Level One – the beginning

This is a simple installation of just the Linux operating system within a Hyper-V virtual machine. The only caveat is that the VM needs a Legacy Network adapter for network connectivity.

In this case you will end up with a working Linux VM. It should auto detect an install an SMB (multi-processor) kernel and it should just work. The performance is not the best that it could be, but it should run.

Level Two – the path to enlightenment

This is the simple installation from above, with the addition of the Hyper-V Linux drivers.

This one is a bit more involved. However, the end result is that you are running the synthetic Network Adapter, and the optimized storage, and display (and other) drivers.

This optimizes drivers, but advanced integration features such as shutdown from the host (or SCVMM) is currently not available.

To obtain driver enlightenment:

a) Obtain the LinuxIC.iso

http://www.microsoft.com/downloads/details.aspx?displaylang=en&FamilyID=ab7f4983-93c5-4a70-8c79-0642f0d59ec2#tm

b) obtain the inputvsc.iso for the mouse driver

http://www.xen.org/download/satori.html

c) add the kernel-source and gcc-c++ packages

YaST can be used for this, either GUI or command line

Note: if an ISO was previously attached, you may need to detach, pause, then attach the desired ISO for SuSE auto-mount to pick up the change.

If that does not work, make a mount point ( mkdir /media/CDROM ) and mount /dev/hdc /media/CDROM

d) Install the linuxic drivers

a. Open a Terminal

b. attach the downloaded LinuxIC.iso through the Hyper-V manager

c. Create a folder and copy the contents to the folder

d. mkdir /tmp/linuxic

e. cp –rp /media/CDROM/* /tmp/linuxic

f. cd /tmp/linuxic

g. ./setup.pl drivers

e) Install the mouse driver

a. Attach the inputvsc.iso through the Hyper-V manager

b.

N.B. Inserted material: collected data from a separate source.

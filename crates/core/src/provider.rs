//! Provider trait: the abstraction over the upstream budget-data source.
//!
//! A provider answers one question: "what was executed for this action in
//! this fiscal year, broken down at this level of detail?"
//!
//! Implementations: SIOP SPARQL endpoint, static fixture data.

use async_trait::async_trait;
use serde::{Deserialize, Serialize};

use crate::error::ProviderError;
use crate::fiscal_year::FiscalYear;
use crate::program::ProgramCode;
use crate::record::{DetailLevel, ExpenditureRecord};

/// A single provider request.
#[derive(Debug, Clone, PartialEq, Eq, Hash, Serialize, Deserialize)]
pub struct ExpenditureQuery {
    pub year: FiscalYear,

    pub program: ProgramCode,

    /// Categorical breakdowns to include
    #[serde(default)]
    pub detail: DetailLevel,

    /// Ask for human-readable descriptions alongside codes
    #[serde(default = "default_include_descriptions")]
    pub include_descriptions: bool,
}

fn default_include_descriptions() -> bool {
    true
}

impl ExpenditureQuery {
    pub fn new(year: FiscalYear, program: ProgramCode, detail: DetailLevel) -> Self {
        Self {
            year,
            program,
            detail,
            include_descriptions: default_include_descriptions(),
        }
    }

    pub fn without_descriptions(mut self) -> Self {
        self.include_descriptions = false;
        self
    }
}

/// The core provider trait.
///
/// The fetch layer calls `query()` without knowing which backend answers.
/// Every failure must come back as a [`ProviderError`]; raw transport or
/// parse errors never escape an implementation.
#[async_trait]
pub trait ExpenditureProvider: Send + Sync {
    /// A human-readable name for this provider (e.g., "siop", "fixture").
    fn name(&self) -> &str;

    /// Fetch the detailed execution rows for one (year, program) slice.
    async fn query(
        &self,
        query: &ExpenditureQuery,
    ) -> std::result::Result<Vec<ExpenditureRecord>, ProviderError>;

    /// Health check: can we reach the provider?
    async fn health_check(&self) -> std::result::Result<bool, ProviderError> {
        Ok(true)
    }
}
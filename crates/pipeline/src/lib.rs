//! # pacmon Pipeline
//!
//! The retrieval and summary pipeline:
//!
//! ```text
//! Selection ─► ProgramRegistry::resolve ─► Fetcher (cache + provider) per code
//!           ─► consolidate ─► totals + breakdowns by nature / source / unit
//! ```
//!
//! The [`Pipeline`] wires these together and publishes progress on an
//! [`EventBus`](pacmon_core::EventBus).

pub mod aggregate;
pub mod batch;
pub mod cache;
pub mod dataset;
pub mod fetcher;

pub use aggregate::{aggregate_by, aggregate_top, AggregateRow, AggregateView};
pub use batch::{BatchReport, Breakdown, Pipeline, PipelineSettings};
pub use cache::{CacheKey, CacheStats, CachedSlice, Clock, FetchCache, ManualClock, SystemClock};
pub use dataset::{consolidate, ConsolidatedDataset, ExecutionRatios, Totals};
pub use fetcher::{FetchOutcome, Fetcher};
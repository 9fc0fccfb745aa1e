//! Terminal rendering: box tables, pt-BR currency, execution bars.

use pacmon_core::{Dimension, ExpenditureRecord, PipelineEvent, ProgramRegistry};
use pacmon_pipeline::{AggregateView, BatchReport, Totals};
use std::fmt::Write as _;

/// Format an amount as Brazilian reais: `R$ 1.234.567,89`.
pub fn format_brl(value: f64) -> String {
    if !value.is_finite() {
        return "R$ -".into();
    }

    let cents = (value.abs() * 100.0).round() as u128;
    let (units, fraction) = (cents / 100, cents % 100);

    let digits = units.to_string();
    let mut grouped = String::with_capacity(digits.len() + digits.len() / 3);
    for (i, c) in digits.chars().enumerate() {
        if i > 0 && (digits.len() - i) % 3 == 0 {
            grouped.push('.');
        }
        grouped.push(c);
    }

    let sign = if value < 0.0 && cents > 0 { "-" } else { "" };
    format!("{sign}R$ {grouped},{fraction:02}")
}

/// `Some(0.4567)` → `45,7%`; `None` → `n/a`.
pub fn format_ratio(ratio: Option<f64>) -> String {
    match ratio {
        Some(r) if r.is_finite() => format!("{:.1}%", r * 100.0).replace('.', ","),
        _ => "n/a".into(),
    }
}

#[derive(Debug, Clone, Copy, PartialEq, Eq)]
pub enum Align {
    Left,
    Right,
}

/// Draw a box table. `aligns` may be shorter than `headers`; missing
/// columns are left-aligned.
pub fn table(headers: &[&str], aligns: &[Align], rows: &[Vec<String>]) -> String {
    let mut widths: Vec<usize> = headers.iter().map(|h| h.chars().count()).collect();
    for row in rows {
        for (i, cell) in row.iter().enumerate().take(widths.len()) {
            widths[i] = widths[i].max(cell.chars().count());
        }
    }

    let rule = |left: &str, mid: &str, right: &str| {
        let segments: Vec<String> = widths.iter().map(|w| "─".repeat(w + 2)).collect();
        format!("  {left}{}{right}\n", segments.join(mid))
    };

    let line = |cells: &[String]| {
        let mut out = String::from("  │");
        for (i, width) in widths.iter().enumerate() {
            let cell = cells.get(i).map(String::as_str).unwrap_or("");
            let pad = width - cell.chars().count().min(*width);
            match aligns.get(i).copied().unwrap_or(Align::Left) {
                Align::Left => {
                    let _ = write!(out, " {cell}{} │", " ".repeat(pad));
                }
                Align::Right => {
                    let _ = write!(out, " {}{cell} │", " ".repeat(pad));
                }
            }
        }
        out.push('\n');
        out
    };

    let mut out = rule("┌", "┬", "┐");
    let header_cells: Vec<String> = headers.iter().map(|h| h.to_string()).collect();
    out.push_str(&line(&header_cells));
    out.push_str(&rule("├", "┼", "┤"));
    for row in rows {
        out.push_str(&line(row));
    }
    out.push_str(&rule("└", "┴", "┘"));
    out
}

/// The four execution stages with their share of the appropriation.
pub fn totals_table(totals: &Totals) -> String {
    let ratios = totals.ratios();
    let rows = vec![
        vec!["Updated appropriation".into(), format_brl(totals.updated_appropriation), "".into()],
        vec!["Committed".into(), format_brl(totals.committed), format_ratio(ratios.committed)],
        vec!["Settled".into(), format_brl(totals.settled), format_ratio(ratios.settled)],
        vec!["Paid".into(), format_brl(totals.paid), format_ratio(ratios.paid)],
    ];
    table(
        &["Stage", "Amount", "Executed"],
        &[Align::Left, Align::Right, Align::Right],
        &rows,
    )
}

/// Horizontal bars for the four stages, scaled to the largest one.
pub fn stage_bars(totals: &Totals, width: usize) -> String {
    let stages = [
        ("1. Updated appropriation", totals.updated_appropriation),
        ("2. Committed", totals.committed),
        ("3. Settled", totals.settled),
        ("4. Paid", totals.paid),
    ];
    let max = stages.iter().map(|(_, v)| *v).fold(0.0_f64, f64::max);

    let mut out = String::new();
    for (label, value) in stages {
        let len = if max > 0.0 {
            ((value.max(0.0) / max) * width as f64).round() as usize
        } else {
            0
        };
        let _ = writeln!(out, "  {label:<25} {}", "█".repeat(len));
    }
    out
}

pub fn breakdown_table(view: &AggregateView) -> String {
    let rows: Vec<Vec<String>> = view
        .rows
        .iter()
        .map(|r| vec![r.code.clone(), r.description.clone(), format_brl(r.amount)])
        .collect();
    table(
        &["Code", "Description", "Committed"],
        &[Align::Left, Align::Left, Align::Right],
        &rows,
    )
}

/// Consolidated rows, one line each.
pub fn rows_table(rows: &[ExpenditureRecord]) -> String {
    let category = |record: &ExpenditureRecord, dimension: Dimension| {
        record
            .category(dimension)
            .map(|c| c.code.clone())
            .unwrap_or_default()
    };
    let body: Vec<Vec<String>> = rows
        .iter()
        .map(|r| {
            vec![
                r.program.to_string(),
                category(r, Dimension::Nature),
                category(r, Dimension::Source),
                category(r, Dimension::Unit),
                format_brl(r.updated_appropriation),
                format_brl(r.committed),
                format_brl(r.settled),
                format_brl(r.paid),
            ]
        })
        .collect();
    table(
        &["Action", "GND", "Source", "Unit", "Appropriation", "Committed", "Settled", "Paid"],
        &[
            Align::Left,
            Align::Left,
            Align::Left,
            Align::Left,
            Align::Right,
            Align::Right,
            Align::Right,
            Align::Right,
        ],
        &body,
    )
}

/// Full human-readable report for one batch.
pub fn report(report: &BatchReport, registry: &ProgramRegistry, show_rows: bool) -> String {
    let mut out = String::new();
    let _ = writeln!(out, "📊 Consolidated results for {}", report.year);
    let _ = writeln!(out, "==================================");
    for code in &report.programs {
        let _ = writeln!(out, "  • {code} - {}", registry.describe(code));
    }
    out.push('\n');

    for failure in &report.failures {
        let _ = writeln!(out, "  ⚠️  {failure}");
    }
    if !report.failures.is_empty() {
        out.push('\n');
    }

    if !report.has_data() {
        let _ = writeln!(
            out,
            "  No data found for this combination of year and actions."
        );
        return out;
    }

    if report.year.is_open() {
        let _ = writeln!(
            out,
            "  ℹ️  {} is still open; figures may change during the session.\n",
            report.year
        );
    }

    let _ = writeln!(out, "  Total budget execution");
    out.push_str(&totals_table(&report.totals));
    out.push('\n');
    out.push_str(&stage_bars(&report.totals, 40));

    for breakdown in &report.breakdowns {
        out.push('\n');
        let _ = writeln!(out, "  Committed by {}", breakdown.dimension);
        match &breakdown.result {
            Ok(view) if view.is_empty() => {
                let _ = writeln!(out, "  (no committed amounts)");
            }
            Ok(view) => out.push_str(&breakdown_table(view)),
            Err(e) => {
                let _ = writeln!(out, "  (unavailable: {e})");
            }
        }
    }

    if show_rows {
        out.push('\n');
        let _ = writeln!(out, "  Detailed rows ({})", report.dataset.len());
        out.push_str(&rows_table(&report.dataset.rows));
    }

    out
}

/// One progress line for a pipeline event, or `None` for events that do
/// not need one.
pub fn progress_line(event: &PipelineEvent, registry: &ProgramRegistry) -> Option<String> {
    match event {
        PipelineEvent::FetchCompleted {
            code,
            rows,
            cached,
            completed,
            total,
            ..
        } => Some(format!(
            "  [{completed}/{total}] {} — {rows} row(s){}",
            registry.describe(code),
            if *cached { " (cached)" } else { "" }
        )),
        PipelineEvent::FetchFailed {
            code,
            completed,
            total,
            ..
        } => Some(format!("  [{completed}/{total}] {} — failed", registry.describe(code))),
        PipelineEvent::BatchFinished { duration_ms, .. } => {
            Some(format!("  Done in {duration_ms} ms; consolidating."))
        }
        PipelineEvent::BatchStarted { .. } => None,
    }
}
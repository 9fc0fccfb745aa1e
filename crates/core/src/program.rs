//! Program registry: the fixed universe of selectable budget actions.
//!
//! The registry is populated once at startup (from configuration) and is
//! read-only afterwards. User selections are turned into a [`Selection`]
//! at the UI boundary, then resolved against the registry into the
//! concrete codes the fetch layer queries.

use serde::{Deserialize, Serialize};
use std::fmt;

/// UI option that selects every registered program.
pub const SELECT_ALL_MARKER: &str = "Selecionar Todas";

/// Separator between code and description in a display option.
pub const OPTION_SEPARATOR: &str = " - ";

/// Short identifier of a budget action (e.g. `14T7`).
#[derive(Debug, Clone, PartialEq, Eq, Hash, PartialOrd, Ord, Serialize, Deserialize)]
#[serde(transparent)]
pub struct ProgramCode(String);

impl ProgramCode {
    pub fn new(code: impl Into<String>) -> Self {
        let code = code.into();
        Self(code.trim().to_string())
    }

    pub fn as_str(&self) -> &str {
        &self.0
    }
}

impl fmt::Display for ProgramCode {
    fn fmt(&self, f: &mut fmt::Formatter<'_>) -> fmt::Result {
        f.write_str(&self.0)
    }
}

impl From<&str> for ProgramCode {
    fn from(code: &str) -> Self {
        Self::new(code)
    }
}

impl From<String> for ProgramCode {
    fn from(code: String) -> Self {
        Self::new(code)
    }
}

impl AsRef<str> for ProgramCode {
    fn as_ref(&self) -> &str {
        &self.0
    }
}

/// A registered program: code plus display description.
#[derive(Debug, Clone, PartialEq, Eq, Serialize, Deserialize)]
pub struct ProgramEntry {
    pub code: ProgramCode,
    pub description: String,
}

impl ProgramEntry {
    pub fn new(code: impl Into<ProgramCode>, description: impl Into<String>) -> Self {
        Self {
            code: code.into(),
            description: description.into(),
        }
    }

    /// `"code - description"`, the form shown in selection widgets.
    pub fn display_option(&self) -> String {
        format!("{}{}{}", self.code, OPTION_SEPARATOR, self.description)
    }
}

/// What the user asked for, after the UI boundary removed string sniffing.
#[derive(Debug, Clone, PartialEq, Eq)]
pub enum Selection {
    /// Every registered program.
    SelectAll,
    /// An explicit list of codes, in the order the user picked them.
    Explicit(Vec<ProgramCode>),
}

impl Selection {
    /// Build a selection from widget options.
    ///
    /// The [`SELECT_ALL_MARKER`] dominates: if present anywhere, the result is
    /// [`Selection::SelectAll`]. Other options are `"code - description"`
    /// strings (or bare codes); the code is the prefix before the first
    /// [`OPTION_SEPARATOR`].
    pub fn from_options<S: AsRef<str>>(options: &[S]) -> Self {
        if options
            .iter()
            .any(|option| option.as_ref().trim() == SELECT_ALL_MARKER)
        {
            return Self::SelectAll;
        }

        let codes = options
            .iter()
            .map(|option| code_from_option(option.as_ref()))
            .filter(|code| !code.as_str().is_empty())
            .collect();
        Self::Explicit(codes)
    }

    pub fn explicit<I, C>(codes: I) -> Self
    where
        I: IntoIterator<Item = C>,
        C: Into<ProgramCode>,
    {
        Self::Explicit(codes.into_iter().map(Into::into).collect())
    }

    /// True only for an explicit selection with no codes.
    pub fn is_empty(&self) -> bool {
        matches!(self, Self::Explicit(codes) if codes.is_empty())
    }
}

fn code_from_option(option: &str) -> ProgramCode {
    let prefix = option
        .split_once(OPTION_SEPARATOR)
        .map_or(option, |(code, _)| code);
    ProgramCode::new(prefix)
}

/// Read-only mapping from program code to description, in registration order.
#[derive(Debug, Clone, Default, PartialEq, Eq)]
pub struct ProgramRegistry {
    entries: Vec<ProgramEntry>,
}

impl ProgramRegistry {
    /// Build a registry. A repeated code keeps its first description.
    pub fn new(entries: impl IntoIterator<Item = ProgramEntry>) -> Self {
        let mut registry = Self::default();
        for entry in entries {
            if !registry.contains(&entry.code) {
                registry.entries.push(entry);
            }
        }
        registry
    }

    /// The Navy strategic projects tracked under the "Novo PAC".
    pub fn navy_strategic() -> Self {
        Self::new([
            ProgramEntry::new("14T7", "Tecnologia Nuclear da Marinha (PNM)"),
            ProgramEntry::new("123G", "Implantação Estaleiro/Base Naval (PROSUB-Infra)"),
            ProgramEntry::new("123H", "Construção Submarino Nuclear (PROSUB-SNBR)"),
            ProgramEntry::new("123I", "Construção Submarinos Convencionais (PROSUB-SBR)"),
            ProgramEntry::new("1N47", "Construção Navios-Patrulha 500t (NPa 500t)"),
        ])
    }

    pub fn len(&self) -> usize {
        self.entries.len()
    }

    pub fn is_empty(&self) -> bool {
        self.entries.is_empty()
    }

    pub fn iter(&self) -> impl Iterator<Item = &ProgramEntry> {
        self.entries.iter()
    }

    pub fn contains(&self, code: &ProgramCode) -> bool {
        self.entries.iter().any(|e| &e.code == code)
    }

    /// All registered codes, in registration order.
    pub fn codes(&self) -> Vec<ProgramCode> {
        self.entries.iter().map(|e| e.code.clone()).collect()
    }

    /// Registered description, or the code itself when unregistered.
    pub fn describe<'a>(&'a self, code: &'a ProgramCode) -> &'a str {
        self.entries
            .iter()
            .find(|e| &e.code == code)
            .map_or(code.as_str(), |e| e.description.as_str())
    }

    /// Resolve a selection to concrete codes.
    ///
    /// `SelectAll` yields every registered code. An explicit selection yields
    /// its codes de-duplicated, first occurrence wins; unregistered codes pass
    /// through untouched. An empty result means "nothing to query".
    pub fn resolve(&self, selection: &Selection) -> Vec<ProgramCode> {
        match selection {
            Selection::SelectAll => self.codes(),
            Selection::Explicit(codes) => {
                let mut resolved: Vec<ProgramCode> = Vec::with_capacity(codes.len());
                for code in codes {
                    if !resolved.contains(code) {
                        if !self.contains(code) {
                            tracing::debug!(code = %code, "Selected code is not registered");
                        }
                        resolved.push(code.clone());
                    }
                }
                resolved
            }
        }
    }

    /// Options for a multi-select widget: the select-all marker first,
    /// then one `"code - description"` entry per program.
    pub fn display_options(&self) -> Vec<String> {
        std::iter::once(SELECT_ALL_MARKER.to_string())
            .chain(self.entries.iter().map(ProgramEntry::display_option))
            .collect()
    }
}

#[cfg(test)]
mod tests {
    use super::*;
    use std::collections::HashSet;

    fn as_set(codes: &[ProgramCode]) -> HashSet<&str> {
        codes.iter().map(ProgramCode::as_str).collect()
    }

    #[test]
    fn explicit_options_extract_code_prefix() {
        let registry = ProgramRegistry::navy_strategic();
        let selection = Selection::from_options(&[
            "123H - Construção Submarino Nuclear (PROSUB-SNBR)",
            "14T7 - Tecnologia Nuclear da Marinha (PNM)",
        ]);
        let codes = registry.resolve(&selection);
        assert_eq!(as_set(&codes), HashSet::from(["123H", "14T7"]));
    }

    #[test]
    fn split_happens_on_first_separator_only() {
        let selection = Selection::from_options(&["1N47 - Navios - Patrulha"]);
        assert_eq!(selection, Selection::explicit(["1N47"]));
    }

    #[test]
    fn bare_codes_are_accepted() {
        let selection = Selection::from_options(&["123G", " 123I "]);
        assert_eq!(selection, Selection::explicit(["123G", "123I"]));
    }

    #[test]
    fn select_all_marker_dominates() {
        let registry = ProgramRegistry::navy_strategic();
        let selection = Selection::from_options(&["14T7 - Tecnologia Nuclear", SELECT_ALL_MARKER]);
        assert_eq!(selection, Selection::SelectAll);
        assert_eq!(registry.resolve(&selection), registry.codes());
        assert_eq!(registry.resolve(&selection).len(), 5);
    }

    #[test]
    fn empty_input_resolves_to_nothing() {
        let registry = ProgramRegistry::navy_strategic();
        let selection = Selection::from_options::<&str>(&[]);
        assert!(selection.is_empty());
        assert!(registry.resolve(&selection).is_empty());
    }

    #[test]
    fn duplicate_selections_collapse() {
        let registry = ProgramRegistry::navy_strategic();
        let selection = Selection::explicit(["123G", "14T7", "123G"]);
        let codes = registry.resolve(&selection);
        assert_eq!(codes, vec![ProgramCode::new("123G"), ProgramCode::new("14T7")]);
    }

    #[test]
    fn describe_falls_back_to_code() {
        let registry = ProgramRegistry::navy_strategic();
        assert_eq!(
            registry.describe(&ProgramCode::new("14T7")),
            "Tecnologia Nuclear da Marinha (PNM)"
        );
        let unknown = ProgramCode::new("ZZZZ");
        assert_eq!(registry.describe(&unknown), "ZZZZ");
    }

    #[test]
    fn unregistered_codes_pass_through_resolve() {
        let registry = ProgramRegistry::navy_strategic();
        let codes = registry.resolve(&Selection::explicit(["ZZZZ"]));
        assert_eq!(codes, vec![ProgramCode::new("ZZZZ")]);
    }

    #[test]
    fn display_options_start_with_marker() {
        let registry = ProgramRegistry::navy_strategic();
        let options = registry.display_options();
        assert_eq!(options.len(), 6);
        assert_eq!(options[0], SELECT_ALL_MARKER);
        assert_eq!(options[1], "14T7 - Tecnologia Nuclear da Marinha (PNM)");

        // Every display option round-trips to its own code.
        let selection = Selection::from_options(&options[1..]);
        assert_eq!(registry.resolve(&selection), registry.codes());
    }

    #[test]
    fn registry_keeps_first_description_for_repeated_code() {
        let registry = ProgramRegistry::new([
            ProgramEntry::new("14T7", "first"),
            ProgramEntry::new("14T7", "second"),
        ]);
        assert_eq!(registry.len(), 1);
        assert_eq!(registry.describe(&ProgramCode::new("14T7")), "first");
    }
}
//! Pipeline events: progress signals for the presentation layer.
//!
//! The pipeline publishes an event after each fetch completes so a caller
//! can render "n of total processed" without being coupled to the fetch
//! loop. With concurrent fetching, completion events may arrive out of
//! selection order; the consolidated result never does.

use chrono::{DateTime, Utc};
use serde::{Deserialize, Serialize};
use std::sync::Arc;
use tokio::sync::broadcast;

use crate::fiscal_year::FiscalYear;
use crate::program::ProgramCode;

/// All events the retrieval pipeline emits.
#[derive(Debug, Clone, Serialize, Deserialize)]
pub enum PipelineEvent {
    /// A batch of program fetches is about to start
    BatchStarted {
        year: FiscalYear,
        programs: usize,
        timestamp: DateTime<Utc>,
    },

    /// One program's rows are available (fresh or cached)
    FetchCompleted {
        code: ProgramCode,
        year: FiscalYear,
        rows: usize,
        cached: bool,
        completed: usize,
        total: usize,
        timestamp: DateTime<Utc>,
    },

    /// One program's fetch failed; its slice counts as empty
    FetchFailed {
        code: ProgramCode,
        year: FiscalYear,
        cause: String,
        completed: usize,
        total: usize,
        timestamp: DateTime<Utc>,
    },

    /// All fetches finished and the results were consolidated
    BatchFinished {
        year: FiscalYear,
        rows: usize,
        failures: usize,
        duration_ms: u64,
        timestamp: DateTime<Utc>,
    },
}

impl PipelineEvent {
    /// `(completed, total)` for per-fetch events.
    pub fn progress(&self) -> Option<(usize, usize)> {
        match self {
            Self::FetchCompleted { completed, total, .. }
            | Self::FetchFailed { completed, total, .. } => Some((*completed, *total)),
            _ => None,
        }
    }
}

/// A broadcast-based event bus for pipeline events.
///
/// Uses `tokio::sync::broadcast` for multi-consumer pub/sub.
pub struct EventBus {
    sender: broadcast::Sender<Arc<PipelineEvent>>,
}

impl EventBus {
    /// Create a new event bus with the given capacity.
    pub fn new(capacity: usize) -> Self {
        let (sender, _) = broadcast::channel(capacity);
        Self { sender }
    }

    /// Publish an event to all subscribers.
    pub fn publish(&self, event: PipelineEvent) {
        // No subscribers is fine
        let _ = self.sender.send(Arc::new(event));
    }

    /// Subscribe to receive events.
    pub fn subscribe(&self) -> broadcast::Receiver<Arc<PipelineEvent>> {
        self.sender.subscribe()
    }
}

impl Default for EventBus {
    fn default() -> Self {
        Self::new(256)
    }
}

Create a folder and copy the contents.

c. mkdir /tmp/inputvsc

d. cp –rp /media/CDROM/* /tmp/inputvsc

Note: you may need to mount again: mount /dev/hdc /media/CDROM

e. cd /tmp/inputvsc

f. ./setup.pl

f) Power down the VM, remove the Legacy Network Adapter, add a Synthetic Network adapter, power on the VM (you could also do a shutdown now –hP)

g) Using YaST (or YaST2), configure the newly installed synthetic network adapter.